I think they respond to that. I see the process of trying to write,
of trying to make any kind of art—it’s terribly naive
for everybody, but it’s also quite a beautiful thing. I want
to, as a teacher and as a writer, to inspire people in that direction.
In my view of things, this is the era in which artists have to step
up and play the role that traditionally the church did and religion
did in terms of awakening people’s compassion and their mercy
in saying, “This is it. This species is headed for the crapper,
and if artists don’t rise up and start speaking about it forcefully
in a way which reaches lots of people, not just the little cloistered
chorus that’s already there for us, we’re fucked.”
So I adopt that kind of hard-core attitude in my teaching. I think
you have to be very kind to them because they are being naive. Of
course they have no idea how difficult it’s going to be. That’s
experiential. They do know that something inside them is excited.
Some flame has been lit. I believe if it’s there, in really
trying to foster it. Because even if they are not going to be great
writers—and they can’t all be —at least they’ll
be good readers. At least they’ll understand that art is trying
to move people and that’s an important goal in itself.
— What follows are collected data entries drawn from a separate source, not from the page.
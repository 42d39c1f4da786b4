//! Workflow executor.
//!
//! One executor drives one run from start to a terminal status. It owns
//! the [`Run`] outright; other tasks observe it through the snapshot
//! watch channel and the run's event channel.

use std::panic::AssertUnwindSafe;
use std::sync::Arc;

use autopilot_tools::{ActionContext, ActionError, ActionOutput, ActionRegistry, ContextMap, ProgressSink};
use futures::FutureExt;
use tokio::sync::watch;
use tracing::{debug, error, info, warn};

use super::channel::EventChannel;
use super::events::RunEvent;
use super::gate::{GateBook, GateResolution, Resolution};
use super::registry::StepRegistry;
use super::state::{Run, RunSnapshot, RunStatus, StepKind, StepStatus};
use crate::error::AppError;

/// Forwards action progress to the run's event channel as `log` events.
struct ChannelSink {
    run_id: String,
    channel: Arc<EventChannel>,
}

impl ProgressSink for ChannelSink {
    fn log(&self, step: &str, message: &str, fields: ContextMap) {
        debug!(run_id = %self.run_id, step, message, "Action progress");
        self.channel.publish(RunEvent::Log {
            step: step.to_string(),
            message: message.to_string(),
            fields,
        });
    }
}

/// Sequential driver of a single run.
pub struct WorkflowExecutor {
    run: Run,
    registry: Arc<StepRegistry>,
    actions: ActionRegistry,
    channel: Arc<EventChannel>,
    gates: Arc<GateBook>,
    snapshots: Arc<watch::Sender<RunSnapshot>>,
    sink: Arc<ChannelSink>,
}

impl WorkflowExecutor {
    pub fn new(
        run: Run,
        registry: Arc<StepRegistry>,
        actions: ActionRegistry,
        channel: Arc<EventChannel>,
        gates: Arc<GateBook>,
        snapshots: Arc<watch::Sender<RunSnapshot>>,
    ) -> Self {
        let sink = Arc::new(ChannelSink {
            run_id: run.id.clone(),
            channel: channel.clone(),
        });
        Self {
            run,
            registry,
            actions,
            channel,
            gates,
            snapshots,
            sink,
        }
    }

    /// Run every step and return the terminal status.
    pub async fn execute(mut self) -> RunStatus {
        info!(run_id = %self.run.id, steps = self.registry.len(), "Run started");

        if let Err(e) = self.drive().await {
            error!(run_id = %self.run.id, error = %e, "Engine fault, failing run");
            self.abort(e.to_string());
        }

        info!(run_id = %self.run.id, status = %self.run.status, "Run finished");
        self.run.status
    }

    async fn drive(&mut self) -> Result<(), AppError> {
        self.run.set_status(RunStatus::Running)?;
        self.publish_state();

        let registry = self.registry.clone();
        for (index, step) in registry.iter().enumerate() {
            if self.run.status.is_terminal() {
                break;
            }

            self.run.set_step_status(index, StepStatus::Running)?;
            self.publish_state();

            match step.kind {
                StepKind::Ordinary => self.run_ordinary(index, &step.name).await?,
                StepKind::Gated => self.run_gated(index, &step.name).await?,
            }
        }

        if !self.run.status.is_terminal() {
            self.run.set_status(RunStatus::Completed)?;
            self.publish_state();
            self.publish_finished();
        }
        Ok(())
    }

    async fn run_ordinary(&mut self, index: usize, name: &str) -> Result<(), AppError> {
        debug!(run_id = %self.run.id, step = name, "Executing step");
        match self.invoke(name, None).await {
            Ok(output) => self.succeed(index, output),
            Err(e) => self.fail_step(index, name, e),
        }
    }

    async fn run_gated(&mut self, index: usize, name: &str) -> Result<(), AppError> {
        // Registered before the announcement so an immediate decision finds it.
        let wait = self.gates.open(name).await;

        self.run.set_step_status(index, StepStatus::Waiting)?;
        self.channel.publish(RunEvent::ClarificationRequested {
            gate: name.to_string(),
        });
        self.run.set_status(RunStatus::Paused)?;
        self.publish_state();
        info!(run_id = %self.run.id, gate = name, "Waiting for decision");

        let resolution = wait.resolved().await;
        info!(run_id = %self.run.id, gate = name, outcome = %resolution.outcome, "Gate resolved");

        match resolution.outcome {
            GateResolution::Approve => {
                self.run.set_status(RunStatus::Running)?;
                self.publish_state();
                self.publish_resolved(name, &resolution);

                if !self.actions.has(name) {
                    return self.succeed(index, ActionOutput::empty());
                }
                match self.invoke(name, resolution.note.clone()).await {
                    Ok(output) => self.succeed(index, output),
                    Err(e) => self.fail_step(index, name, e),
                }
            }
            GateResolution::Reject => {
                self.close_gate(index, name, StepStatus::Rejected, &resolution)
            }
            GateResolution::Cancelled => {
                self.close_gate(index, name, StepStatus::Cancelled, &resolution)
            }
        }
    }

    async fn invoke(&self, name: &str, note: Option<String>) -> Result<ActionOutput, ActionError> {
        let ctx = ActionContext::new(self.run.id.clone(), name)
            .with_input(self.run.input.clone())
            .with_applied(self.run.context.clone())
            .with_proposals(self.run.proposals.clone())
            .with_note(note)
            .with_progress(self.sink.clone());

        match AssertUnwindSafe(self.actions.execute(name, &ctx))
            .catch_unwind()
            .await
        {
            Ok(result) => result,
            Err(_) => Err(ActionError::ExecutionFailed(format!(
                "action for step '{}' panicked",
                name
            ))),
        }
    }

    fn succeed(&mut self, index: usize, output: ActionOutput) -> Result<(), AppError> {
        self.run.apply(output);
        self.run.set_step_status(index, StepStatus::Success)?;
        self.publish_state();
        Ok(())
    }

    fn fail_step(&mut self, index: usize, name: &str, error: ActionError) -> Result<(), AppError> {
        warn!(run_id = %self.run.id, step = name, error = %error, "Step failed");

        let message = error.to_string();
        self.run.set_step_status(index, StepStatus::Failed)?;
        self.run.set_step_error(index, message.clone());
        self.run.cancel_pending_after(index);
        self.run.error = Some(format!("step '{}' failed: {}", name, message));
        self.run.set_status(RunStatus::Failed)?;
        self.publish_state();
        self.publish_finished();
        Ok(())
    }

    /// End the run at a rejected or cancelled gate.
    fn close_gate(
        &mut self,
        index: usize,
        name: &str,
        status: StepStatus,
        resolution: &Resolution,
    ) -> Result<(), AppError> {
        self.run.set_step_status(index, status)?;
        self.run.cancel_pending_after(index);
        self.run.error = Some(format!("gate '{}' {}", name, status));
        self.run.set_status(RunStatus::Failed)?;
        self.publish_resolved(name, resolution);
        self.publish_state();
        self.publish_finished();
        Ok(())
    }

    /// Force the run to `failed` after an engine fault.
    fn abort(&mut self, reason: String) {
        self.run.abort(reason);
        self.publish_state();
        self.publish_finished();
    }

    fn publish_state(&self) {
        let snapshot = self.run.snapshot();
        let event = RunEvent::StateChanged {
            status: snapshot.status,
            steps: snapshot.steps.clone(),
        };
        self.snapshots.send_replace(snapshot);
        self.channel.publish(event);
    }

    fn publish_resolved(&self, gate: &str, resolution: &Resolution) {
        self.channel.publish(RunEvent::ClarificationResolved {
            gate: gate.to_string(),
            decision: resolution.outcome,
            note: resolution.note.clone(),
        });
    }

    fn publish_finished(&self) {
        self.channel.publish(RunEvent::Finished {
            status: self.run.status,
        });
    }
}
RB: Are you suggesting that arts and writers
are morally superior?
SA:
No. I don’t think so. I wish they were. Because in my idealization
of art I view someone like Saul Bellow— who is capable of
writing such beautiful, compassionate, deeply empathetic works,
so insightful and so merciful—I actually assume that if they
are conscious enough to do that then they are good to the people
around them. That’s a bunch of crap. It’s a bunch of
nonsense. Not just in Bellow’s case, but in many people’s
cases. I don’t think they are morally superior, but I think
when they are good as writers, in the moment that they are creating,
they are exquisitely human and in a way that is Christly. That is,
they love their characters unconditionally and not for their nobility
and good deeds but for their inequity, their wickedness and they
are totally unjudgmental in the best moments. They love their characters
and that love is transmitted to the reader. And that’s my
definition of good art in general. You see a beautiful Goya painting
you know Goya was in that place and knew what those characters were
experiencing, whether it’s Saturn eating his children or the
guy standing there in the middle of the Third of May about to be
shot. You are there. So I don’t think they are morally superior,
but I think the act of creation in deciding to do that is a damned
wonderful thing to do. I know a lot of people get down on MFA programs
and are very cynical about them. Fuck these steel tariffs and these
fucking welfare states that Bush has created for businessmen. Those
are the people whose values I think are truly iniquitous, keeping
score with money and material goods because you are too frightened
of the other stuff.
RB: The basis of the criticism of MFA programs
is mostly from inside the literary planet.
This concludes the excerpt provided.